Das Individualisieren von Meinungen
Wer die beschriebenen Denkweisen auf die Spitze treibt, so Beck, endet oft in einer durch maßgeschneiderte Medien hermetisch abgeriegelten Weltsicht. Denn genau darauf beruhten ja die Geschäftsmodelle jener Medien, die sich fälschlicherweise sozial nennen, aber auf immer stärkere Individualisierung abzielten. Jeder Nutzer baue sich eine eigene Welt mit seinen Nachrichten, seiner Musik, seinen Filmen. Für Henning Beck läuft diese Vereinzelung letztendlich auf eine Zersetzung der Gesellschaft hinaus. Er komme, sagt er, gerade von einer Veranstaltung über künstliche Intelligenz. „Da ging es genau um diese Themen. Wie kann man Produkte, Kampagnen, Inhalte entwickeln, die für jeden ganz individuell funktionieren?“ Zu Ende gedacht, säße jeder irgendwann in seinem eigenen digitalen Käfig.

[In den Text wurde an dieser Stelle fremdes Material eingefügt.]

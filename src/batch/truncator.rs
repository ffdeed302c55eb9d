//! Oversized item truncation.

use crate::types::Item;

/// Appended to content that was cut down to fit a request.
pub const TRUNCATION_MARKER: &str = "... [truncated]";

#[derive(Debug, Clone)]
pub struct ItemTruncator {
    tokens_per_char: f64,
}

impl ItemTruncator {
    pub fn new(tokens_per_char: f64) -> Self {
        let tokens_per_char = if tokens_per_char.is_finite() && tokens_per_char > 0.0 {
            tokens_per_char
        } else {
            0.25
        };
        Self { tokens_per_char }
    }

    /// Character budget for `max_tokens` tokens.
    pub fn max_chars(&self, max_tokens: usize) -> usize {
        (max_tokens as f64 / self.tokens_per_char).floor() as usize
    }

    /// Cut `item.content` to the character budget of `max_tokens` and mark it.
    /// Content already within budget is returned untouched.
    pub fn truncate(&self, mut item: Item, max_tokens: usize) -> Item {
        let max_chars = self.max_chars(max_tokens);
        if item.content.chars().count() <= max_chars {
            return item;
        }
        let cut = item
            .content
            .char_indices()
            .nth(max_chars)
            .map(|(idx, _)| idx)
            .unwrap_or(item.content.len());
        item.content.truncate(cut);
        item.content.push_str(TRUNCATION_MARKER);
        item.truncated = true;
        item
    }
}

impl Default for ItemTruncator {
    fn default() -> Self {
        Self::new(0.25)
    }
}
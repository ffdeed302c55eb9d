//! 类型系统模块：定义批处理流水线中流转的核心数据类型。
//!
//! # Types Module
//!
//! Core values that flow through the pipeline: the content [`Item`] read from
//! the upstream store, the [`FailureAnnotation`] that carries retry context
//! back to it, and the [`Summary`] returned by the summarization service.
//!
//! | Type | Description |
//! |------|-------------|
//! | [`Item`] | A content item (post/article) to be summarized |
//! | [`FailureAnnotation`] | Diagnostic fields stamped on a failed item |
//! | [`Summary`] | Summarization output for one item |
//! | [`SummarizedItem`] | An item paired with its summary |

mod item;

pub use item::{FailureAnnotation, Item, SummarizedItem, Summary};
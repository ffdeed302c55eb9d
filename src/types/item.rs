//! Content item and summarization output types.

use crate::error_code::ErrorType;
use chrono::{DateTime, Utc};
use serde::{Deserialize, Serialize};

/// A content item read from the upstream store.
///
/// Items are ordered by `(timestamp, id)`; that pair is also the keyset used by
/// [`crate::source::CursorPager`].
#[derive(Debug, Clone, PartialEq, Serialize, Deserialize)]
pub struct Item {
    pub id: i64,
    pub title: String,
    #[serde(default, skip_serializing_if = "Option::is_none")]
    pub url: Option<String>,
    pub content: String,
    pub timestamp: DateTime<Utc>,
    /// Token estimate computed by the batch builder.
    #[serde(default, skip_serializing_if = "Option::is_none")]
    pub token_estimate: Option<usize>,
    /// Set when the content was cut down to fit a single request.
    #[serde(default)]
    pub truncated: bool,
    /// Retry context from the last failed dispatch, if any.
    #[serde(default, skip_serializing_if = "Option::is_none")]
    pub failure: Option<FailureAnnotation>,
}

impl Item {
    pub fn new(
        id: i64,
        title: impl Into<String>,
        content: impl Into<String>,
        timestamp: DateTime<Utc>,
    ) -> Self {
        Self {
            id,
            title: title.into(),
            url: None,
            content: content.into(),
            timestamp,
            token_estimate: None,
            truncated: false,
            failure: None,
        }
    }

    pub fn with_url(mut self, url: impl Into<String>) -> Self {
        self.url = Some(url.into());
        self
    }

    /// Keyset position of this item.
    pub fn position(&self) -> (DateTime<Utc>, i64) {
        (self.timestamp, self.id)
    }

    pub fn is_failed(&self) -> bool {
        self.failure.is_some()
    }
}

/// Failure context persisted with an item so the next run (and a human) can
/// see why it was not summarized.
#[derive(Debug, Clone, PartialEq, Eq, Serialize, Deserialize)]
pub struct FailureAnnotation {
    pub error_type: ErrorType,
    pub error_message: String,
    /// Size of the batch the item was dispatched in.
    pub batch_size: usize,
    /// True when the whole batch failed together; false for an item-level rejection.
    pub is_batch_failure: bool,
}

/// Summarization output for a single item.
#[derive(Debug, Clone, PartialEq, Eq, Default, Serialize, Deserialize)]
pub struct Summary {
    pub summary: String,
    #[serde(default)]
    pub categories: Vec<String>,
    #[serde(default)]
    pub preview: Option<String>,
}

impl Summary {
    pub fn new(summary: impl Into<String>) -> Self {
        Self {
            summary: summary.into(),
            categories: Vec::new(),
            preview: None,
        }
    }

    pub fn with_categories<I, S>(mut self, categories: I) -> Self
    where
        I: IntoIterator<Item = S>,
        S: Into<String>,
    {
        self.categories = categories.into_iter().map(Into::into).collect();
        self
    }

    pub fn with_preview(mut self, preview: impl Into<String>) -> Self {
        self.preview = Some(preview.into());
        self
    }
}

/// An item that was summarized successfully.
#[derive(Debug, Clone, PartialEq, Serialize, Deserialize)]
pub struct SummarizedItem {
    pub item: Item,
    pub summary: Summary,
}
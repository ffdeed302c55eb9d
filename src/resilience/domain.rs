//! Per-destination rate limiting for outbound requests.

use super::rate_limiter::{RateLimiter, RateLimiterConfig};
use crate::{Error, ErrorContext, Result};
use serde::{Deserialize, Serialize};
use std::collections::HashMap;
use std::fmt;
use std::sync::{Arc, PoisonError, RwLock};
use std::time::Duration;
use tracing::debug;
use url::Url;

/// Named rate-limit profile assigned to a destination host.
#[derive(Debug, Clone, Copy, PartialEq, Eq, Hash, Serialize, Deserialize)]
#[serde(rename_all = "snake_case")]
pub enum RateLimitTier {
    Standard,
    Conservative,
    /// Applied to every host missing from the table.
    UltraSafe,
}

impl RateLimitTier {
    pub fn as_str(&self) -> &'static str {
        match self {
            Self::Standard => "standard",
            Self::Conservative => "conservative",
            Self::UltraSafe => "ultra_safe",
        }
    }
}

impl fmt::Display for RateLimitTier {
    fn fmt(&self, f: &mut fmt::Formatter<'_>) -> fmt::Result {
        f.write_str(self.as_str())
    }
}

#[derive(Debug, Clone, PartialEq, Eq, Serialize, Deserialize)]
pub struct TierConfig {
    pub limit_for_period: u32,
    pub refresh_period_secs: u64,
    /// How long a caller may block waiting for a permit.
    pub timeout_secs: u64,
}

impl TierConfig {
    pub fn new(limit_for_period: u32, refresh_period_secs: u64, timeout_secs: u64) -> Self {
        Self {
            limit_for_period,
            refresh_period_secs,
            timeout_secs,
        }
    }

    pub fn refresh_period(&self) -> Duration {
        Duration::from_secs(self.refresh_period_secs)
    }

    pub fn timeout(&self) -> Duration {
        Duration::from_secs(self.timeout_secs)
    }

    fn limiter_config(&self) -> RateLimiterConfig {
        RateLimiterConfig::per_period(self.limit_for_period, self.refresh_period())
            .unwrap_or_else(|| RateLimiterConfig::new().with_max_tokens(1).with_refill_rate(1.0))
            .with_timeout(self.timeout())
    }
}

#[derive(Debug, Clone, PartialEq, Eq, Serialize, Deserialize)]
#[serde(default)]
pub struct RateLimitSettings {
    pub standard: TierConfig,
    pub conservative: TierConfig,
    pub ultra_safe: TierConfig,
    /// Host (without `www.`) to tier.
    pub hosts: HashMap<String, RateLimitTier>,
}

impl Default for RateLimitSettings {
    fn default() -> Self {
        let hosts = [
            ("medium.com", RateLimitTier::Conservative),
            ("substack.com", RateLimitTier::Conservative),
            ("dev.to", RateLimitTier::Standard),
            ("github.blog", RateLimitTier::Standard),
        ]
        .into_iter()
        .map(|(h, t)| (h.to_string(), t))
        .collect();
        Self {
            standard: TierConfig::new(10, 1, 30),
            conservative: TierConfig::new(2, 1, 30),
            ultra_safe: TierConfig::new(1, 2, 60),
            hosts,
        }
    }
}

impl RateLimitSettings {
    pub fn tier_config(&self, tier: RateLimitTier) -> &TierConfig {
        match tier {
            RateLimitTier::Standard => &self.standard,
            RateLimitTier::Conservative => &self.conservative,
            RateLimitTier::UltraSafe => &self.ultra_safe,
        }
    }

    pub fn tier_for_host(&self, host: &str) -> RateLimitTier {
        self.hosts
            .get(host)
            .copied()
            .unwrap_or(RateLimitTier::UltraSafe)
    }

    pub fn with_host(mut self, host: impl Into<String>, tier: RateLimitTier) -> Self {
        self.hosts.insert(host.into(), tier);
        self
    }
}

/// Randomized pre-fetch delay.
#[derive(Debug, Clone, PartialEq, Eq, Serialize, Deserialize)]
#[serde(default)]
pub struct JitterConfig {
    pub enabled: bool,
    pub min_ms: u64,
    pub max_ms: u64,
}

impl Default for JitterConfig {
    fn default() -> Self {
        Self {
            enabled: true,
            min_ms: 500,
            max_ms: 2_000,
        }
    }
}

impl JitterConfig {
    pub fn disabled() -> Self {
        Self {
            enabled: false,
            ..Self::default()
        }
    }

    /// A uniformly random delay in `[min_ms, max_ms]`, or `None` when disabled.
    pub fn sample(&self) -> Option<Duration> {
        if !self.enabled {
            return None;
        }
        let (lo, hi) = if self.min_ms <= self.max_ms {
            (self.min_ms, self.max_ms)
        } else {
            (self.max_ms, self.min_ms)
        };
        let span = hi - lo;
        let offset = (rand::random::<f64>() * (span as f64 + 1.0)).floor() as u64;
        Some(Duration::from_millis(lo + offset.min(span)))
    }
}

#[derive(Debug, Clone, PartialEq, Eq, Hash)]
pub struct RateLimiterKey {
    pub host: String,
    pub tier: RateLimitTier,
}

/// Host of `raw` without scheme, port, path or a leading `www.`, lowercased.
pub fn extract_host(raw: &str) -> Result<String> {
    let trimmed = raw.trim();
    let parsed = Url::parse(trimmed)
        .ok()
        .filter(|u| u.host_str().is_some())
        .or_else(|| Url::parse(&format!("https://{}", trimmed)).ok());

    let host = parsed
        .as_ref()
        .and_then(|u| u.host_str())
        .map(|h| h.to_ascii_lowercase())
        .filter(|h| !h.is_empty())
        .ok_or_else(|| {
            Error::validation_with_context(
                "cannot extract host",
                ErrorContext::new()
                    .with_details(trimmed.to_string())
                    .with_source("domain_rate_limiter"),
            )
        })?;

    Ok(host
        .strip_prefix("www.")
        .map(str::to_string)
        .unwrap_or(host))
}

/// Registry of shared limiters, one per `(host, tier)`.
///
/// Construct once per process and share through `Arc`; every caller targeting
/// the same host then draws from the same bucket.
pub struct DomainRateLimiterManager {
    settings: RateLimitSettings,
    jitter: JitterConfig,
    limiters: RwLock<HashMap<RateLimiterKey, Arc<RateLimiter>>>,
}

impl DomainRateLimiterManager {
    pub fn new(settings: RateLimitSettings, jitter: JitterConfig) -> Self {
        Self {
            settings,
            jitter,
            limiters: RwLock::new(HashMap::new()),
        }
    }

    pub fn settings(&self) -> &RateLimitSettings {
        &self.settings
    }

    pub fn key_for(&self, url: &str) -> Result<RateLimiterKey> {
        let host = extract_host(url)?;
        let tier = self.settings.tier_for_host(&host);
        Ok(RateLimiterKey { host, tier })
    }

    /// Shared limiter for the destination of `url`, created on first use.
    pub fn limiter_for(&self, url: &str) -> Result<Arc<RateLimiter>> {
        let key = self.key_for(url)?;
        {
            let limiters = self.limiters.read().unwrap_or_else(PoisonError::into_inner);
            if let Some(l) = limiters.get(&key) {
                return Ok(l.clone());
            }
        }

        let mut limiters = self.limiters.write().unwrap_or_else(PoisonError::into_inner);
        let limiter = limiters.entry(key.clone()).or_insert_with(|| {
            let tier = self.settings.tier_config(key.tier);
            debug!(
                host = %key.host,
                tier = %key.tier,
                limit_for_period = tier.limit_for_period,
                refresh_period_secs = tier.refresh_period_secs,
                "rate limiter created"
            );
            Arc::new(RateLimiter::with_label(key.host.clone(), tier.limiter_config()))
        });
        Ok(limiter.clone())
    }

    pub fn limiter_count(&self) -> usize {
        self.limiters
            .read()
            .unwrap_or_else(PoisonError::into_inner)
            .len()
    }

    /// Sleep for a random jitter delay, if enabled.
    pub async fn apply_jitter(&self) {
        if let Some(delay) = self.jitter.sample() {
            tokio::time::sleep(delay).await;
        }
    }

    /// Jitter, then wait for a permit on the destination's limiter.
    /// Call before every outbound fetch.
    pub async fn throttle(&self, url: &str) -> Result<()> {
        let limiter = self.limiter_for(url)?;
        self.apply_jitter().await;
        limiter.acquire().await
    }
}

impl Default for DomainRateLimiterManager {
    fn default() -> Self {
        Self::new(RateLimitSettings::default(), JitterConfig::default())
    }
}

#[cfg(test)]
mod tests {
    use super::*;

    #[test]
    fn test_extract_host() {
        assert_eq!(extract_host("https://www.Example.com:8443/a/b?q=1").unwrap(), "example.com");
        assert_eq!(extract_host("blog.example.org/posts/1").unwrap(), "blog.example.org");
        assert_eq!(extract_host("example.net:8080/feed").unwrap(), "example.net");
        assert_eq!(extract_host("http://www.medium.com").unwrap(), "medium.com");
        assert!(extract_host("").is_err());
        assert!(extract_host("   ").is_err());
    }

    #[test]
    fn test_unknown_host_is_ultra_safe() {
        let m = DomainRateLimiterManager::new(RateLimitSettings::default(), JitterConfig::disabled());
        let key = m.key_for("https://foo.example.com/x").unwrap();
        assert_eq!(key.host, "foo.example.com");
        assert_eq!(key.tier, RateLimitTier::UltraSafe);
        assert_eq!(
            m.key_for("https://www.medium.com/@someone").unwrap().tier,
            RateLimitTier::Conservative
        );
    }

    #[test]
    fn test_shared_instances() {
        let m = DomainRateLimiterManager::new(RateLimitSettings::default(), JitterConfig::disabled());
        let a = m.limiter_for("https://foo.example.com/1").unwrap();
        let b = m.limiter_for("http://foo.example.com:81/2").unwrap();
        let c = m.limiter_for("https://medium.com/3").unwrap();
        assert!(Arc::ptr_eq(&a, &b));
        assert!(!Arc::ptr_eq(&a, &c));
        assert_eq!(m.limiter_count(), 2);
        assert_eq!(a.label(), "foo.example.com");
    }

    #[test]
    fn test_limiter_uses_tier_config() {
        let settings = RateLimitSettings::default()
            .with_host("fast.example.com", RateLimitTier::Standard);
        let m = DomainRateLimiterManager::new(settings, JitterConfig::disabled());
        let l = m.limiter_for("fast.example.com").unwrap();
        assert_eq!(l.config().burst, 10.0);
        assert_eq!(l.config().rps, 10.0);
        assert_eq!(l.config().timeout, Some(Duration::from_secs(30)));
    }

    #[test]
    fn test_jitter_bounds() {
        let j = JitterConfig {
            enabled: true,
            min_ms: 10,
            max_ms: 20,
        };
        for _ in 0..200 {
            let d = j.sample().unwrap();
            assert!(d >= Duration::from_millis(10) && d <= Duration::from_millis(20));
        }
        assert!(JitterConfig::disabled().sample().is_none());
        let fixed = JitterConfig {
            enabled: true,
            min_ms: 7,
            max_ms: 7,
        };
        assert_eq!(fixed.sample(), Some(Duration::from_millis(7)));
    }

    #[test]
    fn test_tier_names_in_yaml() {
        let settings: RateLimitSettings =
            serde_yaml::from_str("hosts:\n  news.example.com: conservative\n").unwrap();
        assert_eq!(settings.tier_for_host("news.example.com"), RateLimitTier::Conservative);
        // unspecified tiers keep their defaults
        assert_eq!(settings.ultra_safe, RateLimitSettings::default().ultra_safe);
    }
}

Kein Grund zur Schockstarre
Klingt schrecklich? Und ob. Aber – und darauf legt Henning Beck großen Wert – die Fallen, die er beschreibt, sind kein Grund zur Schockstarre. Denn die gute Nachricht bei all dem ist: Wir haben viel mehr Grund zum Optimismus, als wir denken. Nicht weil die Krisen kleiner sind, als wir glauben, sondern weil unsere Fähigkeit, Probleme zu lösen, eigentlich viel größer ist, als wir ahnen. Denn wer sich eingefahrene Denkmuster bewusst macht, kann sie auch überwinden. Sehr einfach umzusetzen sind auch Becks weitere Ratschläge, wie wir uns besser gegen die Gesetze der Dummheit wappnen können:  öfter mal den Sender wechseln oder eine andere Zeitung lesen, um andere Blickwinkel kennenzulernen. Auch Reisen und Begegnungen mit Menschen aus anderen Milieus und Altersgruppen helfen. Zu guter Letzt empfiehlt der Hirnforscher noch ein Instrument, „mit dem wir trainieren können, wieder langsam und fokussiert zu denken“. Das, so Beck, „grandios unterschätzte“ Heilmittel heißt Buch und ist in seinem Fall 253 Seiten lang.

Henning Beck

Henning Beck, Jahrgang 1983, studierte Biochemie in Tübingen, wo er 2012 im Fach Neurowissenschaften promovierte. In Berkeley machte er zusätzlich einen Abschluss in Projektmanagement, um anschließend Start-up-Firmen in Kalifornien zu beraten. Beck hat zahlreiche Bücher geschrieben, ist Kolumnist für verschiedene Medien, hält Vorträge und bietet Seminare und Workshops an. Sein Buch 12 Gesetze der Dummheit ist bei Econ erschienen.